Potty Talk

We have reached a major milestone with Susanna, she is out of nappies and it truly is divine! At two years and five months I had no real desire to start the potty training adventure. It’s kind of an unwritten rule that you begin training the summer before tots start pre-school, giving yourself time (and warmer weather) to navigate bare bums, potential puddles and that question on repeat, “do you need a pee pee?” I apologise in advance to my readers who may have stumbled across this post by accident, I am aware I have already said ‘bum’ and ‘pee pee’ and it may have caught you off guard. If you are not in this phase of life, I won’t at all be offended if you move on, especially if you are reading this over a nice coffee break. Potty talk is not for the faint hearted.

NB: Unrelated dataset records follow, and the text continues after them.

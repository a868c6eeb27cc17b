//! Model handle abstraction shared by every backend

use crate::error::ModelError;
use std::fmt;

/// Raw output of a single model invocation
#[derive(Debug, Clone, Copy, PartialEq)]
pub enum ModelOutput {
    /// Continuous value (regressors)
    Value(f64),
    /// Discrete class label (classifiers)
    Label(i64),
}

impl fmt::Display for ModelOutput {
    fn fmt(&self, f: &mut fmt::Formatter<'_>) -> fmt::Result {
        match self {
            ModelOutput::Value(v) => write!(f, "value {v}"),
            ModelOutput::Label(l) => write!(f, "label {l}"),
        }
    }
}

/// A fitted model loaded once at startup.
///
/// Implementations must be callable from many requests at once and must
/// not change observable state between calls.
pub trait ModelHandle: Send + Sync {
    /// Name used in logs and errors
    fn name(&self) -> &str;

    /// Number of input features, when the artifact declares it
    fn input_width(&self) -> Option<usize>;

    /// Run the model on one already-scaled feature row
    fn infer(&self, features: &[f64]) -> Result<ModelOutput, ModelError>;
}
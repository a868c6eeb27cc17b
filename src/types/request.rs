//! Prediction request data structures

use serde::{Deserialize, Serialize};
use std::collections::HashMap;
use std::fmt;

/// Which model a request is routed to
#[derive(Debug, Clone, Copy, PartialEq, Eq, Hash, Serialize, Deserialize)]
#[serde(rename_all = "snake_case")]
pub enum Target {
    /// Continuous GPA (linear regression)
    Gpa,
    /// Bucketed grade class (decision tree)
    GradeClass,
}

impl Target {
    pub fn as_str(self) -> &'static str {
        match self {
            Target::Gpa => "gpa",
            Target::GradeClass => "grade_class",
        }
    }
}

impl fmt::Display for Target {
    fn fmt(&self, f: &mut fmt::Formatter<'_>) -> fmt::Result {
        f.write_str(self.as_str())
    }
}

/// A raw, untrusted field value as sent by the client.
///
/// Numbers and strings are both accepted; anything else is kept so the
/// validator can name it in the rejection.
#[derive(Debug, Clone, PartialEq, Serialize, Deserialize)]
#[serde(untagged)]
pub enum RawValue {
    Number(f64),
    Text(String),
    Other(serde_json::Value),
}

impl RawValue {
    /// Text rendering used in error messages.
    pub fn describe(&self) -> String {
        match self {
            RawValue::Number(n) => n.to_string(),
            RawValue::Text(s) => s.clone(),
            RawValue::Other(v) => v.to_string(),
        }
    }
}

impl From<f64> for RawValue {
    fn from(value: f64) -> Self {
        RawValue::Number(value)
    }
}

impl From<&str> for RawValue {
    fn from(value: &str) -> Self {
        RawValue::Text(value.to_string())
    }
}

/// Student record plus the prediction wanted for it
#[derive(Debug, Clone, PartialEq)]
pub struct PredictionRequest {
    /// Requested prediction
    pub target: Target,
    /// Field name to raw value, in whatever order the client sent them
    pub fields: HashMap<String, RawValue>,
}

impl PredictionRequest {
    pub fn new(target: Target, fields: HashMap<String, RawValue>) -> Self {
        Self { target, fields }
    }

    /// Parse a JSON object payload for the given target.
    pub fn from_json(target: Target, payload: &[u8]) -> serde_json::Result<Self> {
        let fields: HashMap<String, RawValue> = serde_json::from_slice(payload)?;
        Ok(Self { target, fields })
    }

    /// Add or replace a field value
    pub fn with_field(mut self, name: &str, value: impl Into<RawValue>) -> Self {
        self.fields.insert(name.to_string(), value.into());
        self
    }
}
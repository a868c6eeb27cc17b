//! End-to-end tests against the shipped artifacts in `artifacts/`.

use proptest::prelude::*;
use std::collections::HashMap;
use student_predictor::config::AppConfig;
use student_predictor::error::{ServiceError, ValidationError};
use student_predictor::service::{ErrorResponse, Reply};
use student_predictor::types::{GradeClass, RawValue};
use student_predictor::{
    Feature, FeatureValidator, FeatureVector, PredictionRequest, PredictionResult,
    PredictionService, ScalingParameters, Target, FEATURE_COUNT,
};

fn shipped_config() -> AppConfig {
    let mut config = AppConfig::default();
    config.artifacts.dir = format!("{}/artifacts", env!("CARGO_MANIFEST_DIR"));
    config
}

fn sample_fields() -> HashMap<String, RawValue> {
    [
        ("Age", 17.0),
        ("Gender", 1.0),
        ("Ethnicity", 0.0),
        ("ParentalEducation", 2.0),
        ("StudyTimeWeekly", 10.5),
        ("Absences", 3.0),
        ("Tutoring", 0.0),
        ("ParentalSupport", 2.0),
        ("Extracurricular", 1.0),
        ("Sports", 0.0),
        ("Music", 0.0),
        ("Volunteering", 1.0),
    ]
    .into_iter()
    .map(|(k, v)| (k.to_string(), RawValue::Number(v)))
    .collect()
}

#[test]
fn test_shipped_artifacts_serve_both_targets() {
    let service = PredictionService::load(&shipped_config()).unwrap();

    let gpa = service
        .predict(&PredictionRequest::new(Target::Gpa, sample_fields()))
        .unwrap();
    match gpa {
        PredictionResult::Gpa(value) => assert!(value.is_finite()),
        other => panic!("expected a GPA, got {other:?}"),
    }

    let class = service
        .predict(&PredictionRequest::new(Target::GradeClass, sample_fields()))
        .unwrap();
    match class {
        PredictionResult::GradeClass(class) => assert!(class.code() <= 4),
        other => panic!("expected a grade class, got {other:?}"),
    }
}

#[test]
fn test_swapped_model_paths_refuse_to_start() {
    let mut config = shipped_config();
    std::mem::swap(
        &mut config.artifacts.gpa_model,
        &mut config.artifacts.grade_class_model,
    );

    let err = PredictionService::load(&config).err().unwrap();
    let message = err.to_string();
    assert!(message.contains("gpa model"), "{message}");
    assert!(message.contains("cannot serve gpa predictions"), "{message}");
}

#[test]
fn test_shipped_category_labels() {
    let service = PredictionService::load(&shipped_config()).unwrap();

    let labelled = PredictionRequest::new(Target::Gpa, sample_fields())
        .with_field("Gender", "Female")
        .with_field("ParentalSupport", "Moderate")
        .with_field("Volunteering", "Yes");
    let numeric = PredictionRequest::new(Target::Gpa, sample_fields());

    assert_eq!(
        service.predict(&labelled).unwrap(),
        service.predict(&numeric).unwrap()
    );
}

#[test]
fn test_missing_absences_produces_no_prediction() {
    let service = PredictionService::load(&shipped_config()).unwrap();
    let mut fields = sample_fields();
    fields.remove("Absences");

    for target in [Target::Gpa, Target::GradeClass] {
        let err = service
            .predict(&PredictionRequest::new(target, fields.clone()))
            .unwrap_err();
        assert!(matches!(
            err,
            ServiceError::Validation(ValidationError::MissingField(Feature::Absences))
        ));
        assert_eq!(ErrorResponse::from(&err).error.field.as_deref(), Some("Absences"));
    }
}

#[test]
fn test_strict_mode_from_config() {
    let mut config = shipped_config();
    config.validation.strict = true;
    let service = PredictionService::load(&config).unwrap();

    let request = PredictionRequest::new(Target::GradeClass, sample_fields())
        .with_field("StudentID", 1001.0);
    let result = service.predict(&request);
    let reply = serde_json::to_value(Reply::from(&result)).unwrap();

    assert_eq!(reply["error"]["code"], "unknown_field");
    assert_eq!(reply["error"]["field"], "StudentID");
}

#[test]
fn test_string_payload_matches_numbers() {
    let service = PredictionService::load(&shipped_config()).unwrap();
    let payload = br#"{"Age":"17","Gender":"1","Ethnicity":"0","ParentalEducation":"2",
        "StudyTimeWeekly":"10.5","Absences":"3","Tutoring":"0","ParentalSupport":"2",
        "Extracurricular":"1","Sports":"0","Music":"0","Volunteering":"1"}"#;

    let from_strings = service.handle_payload(Target::GradeClass, payload).unwrap();
    let from_numbers = service
        .predict(&PredictionRequest::new(Target::GradeClass, sample_fields()))
        .unwrap();
    assert_eq!(from_strings, from_numbers);
    assert!(GradeClass::ALL
        .iter()
        .any(|c| from_strings == PredictionResult::GradeClass(*c)));
}

fn record_strategy() -> impl Strategy<Value = Vec<(Feature, f64)>> {
    (
        15.0..=18.0_f64,
        0..=1u8,
        0..=3u8,
        0..=4u8,
        0.0..20.0_f64,
        0.0..30.0_f64,
        0..=1u8,
        0..=4u8,
        prop::array::uniform4(0..=1u8),
    )
        .prop_map(
            |(age, gender, ethnicity, education, study, absences, tutoring, support, flags)| {
                vec![
                    (Feature::Age, age),
                    (Feature::Gender, f64::from(gender)),
                    (Feature::Ethnicity, f64::from(ethnicity)),
                    (Feature::ParentalEducation, f64::from(education)),
                    (Feature::StudyTimeWeekly, study),
                    (Feature::Absences, absences),
                    (Feature::Tutoring, f64::from(tutoring)),
                    (Feature::ParentalSupport, f64::from(support)),
                    (Feature::Extracurricular, f64::from(flags[0])),
                    (Feature::Sports, f64::from(flags[1])),
                    (Feature::Music, f64::from(flags[2])),
                    (Feature::Volunteering, f64::from(flags[3])),
                ]
            },
        )
}

proptest! {
    #[test]
    fn prop_validation_is_order_independent(
        record in record_strategy(),
        order in Just((0..FEATURE_COUNT).collect::<Vec<_>>()).prop_shuffle(),
    ) {
        let validator = FeatureValidator::default();

        // Build the map by inserting fields in a shuffled order
        let mut fields = HashMap::new();
        for &i in &order {
            let (feature, value) = record[i];
            fields.insert(feature.name().to_string(), RawValue::Number(value));
        }

        let vector = validator.validate(&fields).unwrap();
        prop_assert_eq!(vector.len(), FEATURE_COUNT);
        for (feature, value) in &record {
            prop_assert_eq!(vector.as_slice()[feature.index()], *value);
        }
    }

    #[test]
    fn prop_scaling_matches_formula(
        values in prop::array::uniform12(-100.0..100.0_f64),
        mean in prop::array::uniform12(-10.0..10.0_f64),
        std_dev in prop::array::uniform12(0.01..10.0_f64),
    ) {
        let params = ScalingParameters::new(&mean, &std_dev).unwrap();
        let scaled = params.scale(&FeatureVector::new(values));

        for i in 0..FEATURE_COUNT {
            prop_assert_eq!(scaled.as_slice()[i], (values[i] - mean[i]) / std_dev[i]);
        }
    }

    #[test]
    fn prop_grade_class_always_in_label_set(record in record_strategy()) {
        let service = PredictionService::load(&shipped_config()).unwrap();
        let fields = record
            .iter()
            .map(|(f, v)| (f.name().to_string(), RawValue::Number(*v)))
            .collect();

        let result = service
            .predict(&PredictionRequest::new(Target::GradeClass, fields))
            .unwrap();
        prop_assert!(matches!(result, PredictionResult::GradeClass(c) if c.code() <= 4));
    }
}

So, last week, I mentioned in passing on Instagram that Susanna had finally transitioned out of nappies two days previously. This sparked a huge conversation and an abundance of questions, suggestions and support! I thought the best way to address all these messages would be to put together a little guide in how we did it and in doing so I have some wonderful products that will no doubt help along the way. At this point I will say that I realise I am by no means an expert in this! I am just sharing our experience with our daughter in the hope that it may help in some small way. I have also enlisted the input of my fiercely loyal Instagram tribe of mamas to give you a more rounded experience. Are you ready? Let’s do this!

Waiting For A Sign

Or six as the case may be! Back in September, our little 11 month old was asking to go to the toilet and while this is one of the major signs of readiness, this was the only sign she was displaying and as it turns out, one sign does not necessarily mean they are good to go. We bought the books, toilet training seats, cute pants and filled a jar of jelly tots as rewards. I stayed home for five full days and gave potty training a real go. While she did really well, it just wasn’t the right time and she ended up having accidents any time I put pants on her. We called it quits and resolved to wait until all the signs were there.

According to Huggies, there are six signs of readiness, two or more of which are a good indicator that your little one is ready;

  1. Pulling at a wet or dirty nappy
  2. Hiding to pee or poop
  3. Interest in others use of the potty or copying behaviour
  4. Having a dry nappy for longer stretches of time
  5. Awakening dry from a nap
  6. Telling you that they are about to go or have just gone in their nappy

This time round Susanna was displaying all of these except for the hiding to pee or poop, she just didn’t make eye contact during the business!

Even though she was checking off this list, I wasn’t ready for the commitment of training again, it was hassle and disappointment and mess the first time round and perhaps I was a little scarred. This leads me to my first piece of advice; wait until your child is ready regardless of age or stage. Forget the numbers, push past pressure, just observe your own little one and let them lead the way.

This time round, Susanna watched her friend use the toilet with great interest and once he had gone home she asked to use the toilet herself. Two days later we had a girl who was fully trained and it was a simple, pain free process with zero accidents in those two days! Worlds apart from our first experience.

Method In The Madness

There will be accidents, and that’s ok! Eleanor at age two years and eight months loved the Princess Polly Potty book. We started with a potty and waved bye bye as we poured the contents down the toilet, it made it fun for her. Then we progressed to a toilet seat with steps to encourage her to be independent. Stickers, dancing, made up songs and a sweetie were great motivators. @ecurragh

I am going to start this section by giving you a rundown of my method and why I did things this way. A little later I will share some methods used by other mamas because as we all know too well, there is no ‘one size fits all’ in parenting.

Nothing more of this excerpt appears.